Graph Analytics Appliance Enables Personalized Medicine
While commodity hardware will likely always be a culturally entrenched part of the big data landscape, name-brand high performance computing (HPC) companies have been making inroads into the space with hardware offerings appealing to growing performance demands. This is especially true in the biosciences, where big data as a concept first started to see traction a decade before it became a social media buzz word.
Earlier this week, we learned about the latest big data hardware offering from indomitable HPC company Silicon Graphics International (SGI). Another supercomputing company, Cray Inc., has been making inroads into the enterprise big data analytics arena through its spin-off subsidiary, YarcData.
YarcData offers what it calls a “purpose-built big data appliance,” dubbed Urika which it bills as a unit for “real-time data discovery using graph analytics.” Graph analytics has recently started to gain more buzz with companies like Facebook doubling down on open source graph engines like Apache Giraph, where the social network says it’s managed to soup up the code to serve more than a trillion edges.
The YarcData Urika graph appliance enables users to take advantage of the power of schemaless graph analytics, where relationships trump key values. Urika’s hardware is optimized for graph workloads with massively-multithreaded processors supporting 128 threads each and providing up to 512 terabytes of global shared memory and a highly scalable I/O with data ingest rates of up to 350 terabytes per hour. What’s more, it contains an RDF/SPARQL database, giving users options between graph and semantic analytics.
Recently YarcData announced an alignment with bioscience analytics company Selventa, who is pioneering the development of a systems diagnostics tool (called “SysDx”) which it says harnesses a wide range of complex molecular biological information to deliver a level of personalized medicine that has been previously unavailable.
“With 50 percent of drugs [being] ineffective or worse, there is an immediate opportunity to better match treatments to individuals based on their biomarker profiles,” said Dave de Graaf, President and CEO of Selventa. “Using this this insight, pharmaceutical companies can create a larger number of targeted products that optimally benefit patients.”
Imagine a cancer drug treatment that has been prescribed to a patient to match specific biomarkers that attack that cancer specifically, as well as conform to the individual’s own genetics. “Very often, it’s a number of drivers that together drive the diseases in an individual patient,” explained de Graaf in a website video. “We can do that to profile a disease area and move from the relative primitive diagnosis that we have for many diseases to a really refined, specific molecular diagnosis of disease. You can think of it in a way as systems pharmacology turned into systems diagnostics.”
Selventa is accomplishing this new approach to medicine using Urika’s graph analytics. Where traditional databases fenced in the data in a way that made it impossible to make the connections needed to accomplish this level of individualized medicine, graphs are just what the doctor ordered.

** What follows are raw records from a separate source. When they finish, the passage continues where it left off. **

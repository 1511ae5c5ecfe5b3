//! Drawing helpers for the card modal overlay.

use ratatui::buffer::Buffer;
use ratatui::layout::Rect;
use ratatui::style::Style;
use ratatui::widgets::{Clear, Widget};

use crate::theme::palette;

/// Place a `width` x `height` box in the middle of `area`, shrinking it to
/// fit when the area is smaller.
///
/// # Examples
/// ```
/// use ratatui::layout::Rect;
/// use virtuart_tui::widgets::modal_overlay::centered_rect;
///
/// let area = Rect::new(0, 0, 80, 24);
/// let modal = centered_rect(40, 10, area);
/// assert_eq!(modal, Rect::new(20, 7, 40, 10));
/// ```
pub fn centered_rect(width: u16, height: u16, area: Rect) -> Rect {
    let size = (width.min(area.width), height.min(area.height));
    let margin_x = (area.width - size.0) / 2;
    let margin_y = (area.height - size.1) / 2;
    Rect::new(area.x + margin_x, area.y + margin_y, size.0, size.1)
}

/// Restyle every cell of `area` in the backdrop colours.
///
/// Stands in for the translucent backdrop behind the card modal: the page
/// text stays readable but recedes.
pub fn dim_background(buf: &mut Buffer, area: Rect) {
    let backdrop = Style::default()
        .fg(palette::TEXT_MUTED)
        .bg(palette::DEEPEST_BG);
    buf.set_style(area.intersection(buf.area), backdrop);
}

/// Cells covered by the one-cell drop shadow of `modal`: the column to its
/// right and the row below it, both shifted down/right by one.
fn shadow_cells(modal: Rect) -> impl Iterator<Item = (u16, u16)> {
    let right = modal.right();
    let bottom = modal.bottom();
    let column = (modal.y + 1..=bottom).map(move |y| (right, y));
    let row = (modal.x + 1..right).map(move |x| (x, bottom));
    column.chain(row)
}

/// Draw the drop shadow of `modal`, skipping cells outside the buffer
pub fn render_shadow(buf: &mut Buffer, modal: Rect) {
    let shadow = Style::default().fg(palette::SHADOW).bg(palette::SHADOW);
    for pos in shadow_cells(modal) {
        if let Some(cell) = buf.cell_mut(pos) {
            cell.set_char(' ').set_style(shadow);
        }
    }
}

/// Reset the cells of `area` before drawing modal content
pub fn clear_area(buf: &mut Buffer, area: Rect) {
    Clear.render(area, buf);
}

#[cfg(test)]
mod tests {
    use super::*;
    use ratatui::buffer::Cell;

    #[test]
    fn test_centered_rect_within_area() {
        let area = Rect::new(0, 0, 80, 24);
        assert_eq!(centered_rect(40, 10, area), Rect::new(20, 7, 40, 10));
    }

    #[test]
    fn test_centered_rect_clamps_to_area() {
        let result = centered_rect(60, 20, Rect::new(0, 0, 30, 10));
        assert_eq!(result, Rect::new(0, 0, 30, 10));
    }

    #[test]
    fn test_centered_rect_with_offset_area() {
        let area = Rect::new(10, 5, 80, 24);
        assert_eq!(centered_rect(40, 10, area), Rect::new(30, 12, 40, 10));
    }

    #[test]
    fn test_dim_background_only_touches_area() {
        let mut buf = Buffer::empty(Rect::new(0, 0, 20, 10));
        dim_background(&mut buf, Rect::new(5, 3, 10, 5));

        assert_eq!(buf[(5, 3)].fg, palette::TEXT_MUTED);
        assert_eq!(buf[(14, 7)].bg, palette::DEEPEST_BG);
        assert_ne!(buf[(4, 3)].fg, palette::TEXT_MUTED);
        assert_ne!(buf[(15, 8)].fg, palette::TEXT_MUTED);
    }

    #[test]
    fn test_render_shadow_offset() {
        let mut buf = Buffer::empty(Rect::new(0, 0, 20, 10));
        render_shadow(&mut buf, Rect::new(5, 2, 10, 6));

        let right = &buf[(15, 3)];
        assert_eq!(right.bg, palette::SHADOW);
        assert_eq!(right.symbol(), " ");

        let bottom = &buf[(6, 8)];
        assert_eq!(bottom.bg, palette::SHADOW);
    }

    #[test]
    fn test_render_shadow_at_buffer_edge() {
        let mut buf = Buffer::empty(Rect::new(0, 0, 10, 10));
        // Shadow cells fall outside the buffer and are skipped
        render_shadow(&mut buf, Rect::new(8, 8, 2, 2));
    }

    #[test]
    fn test_shadow_cells_trace_right_and_bottom_edges() {
        let cells: Vec<_> = shadow_cells(Rect::new(2, 1, 3, 2)).collect();
        assert_eq!(cells, vec![(5, 2), (5, 3), (3, 3), (4, 3)]);
    }

    #[test]
    fn test_clear_area_resets_only_modal_cells() {
        let area = Rect::new(0, 0, 10, 5);
        let mut buf = Buffer::filled(area, Cell::new("X"));

        clear_area(&mut buf, Rect::new(2, 2, 5, 2));

        assert_eq!(buf[(2, 2)].symbol(), " ");
        assert_eq!(buf[(6, 3)].symbol(), " ");
        assert_eq!(buf[(1, 2)].symbol(), "X");
    }
}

“Selventa came from this amazing time in the late 90’s…when lots of data was being produced in the genetics and genomics space, and we thought that this would solve all the problems in medicine,” said de Graaf. “The reality was that it was…the start of big data – but the analytics were missing.”
Turning to the graph powered Urika box has upped Selventa’s game, said de Graaf. “Big data and the intellectual properties derived from it have an immense potential to drive personalized medicine,” he commented in a statement. “This, in turn, will lead to an increase in knowledge and our requirements for scalable, flexible solutions that can deliver results in a fraction of the time than the traditional databases. In searching for a graph database solution, nothing compared to [Urika’s] ability to pull all the data into one platform and one memory space to achieve the real-time speed and scalability,” he explained.
Without a doubt, graph analytics are on the rise. While it’s not exactly a new concept, it’s an analytic field that is still in its infancy as a “data meets compute” endeavor. As organizations implement graph solutions, it will be interesting to see whether it’s determined that an appliance is the most holistically cost effective way to deliver on its potential. It’s an open question that ultimately the market will decide.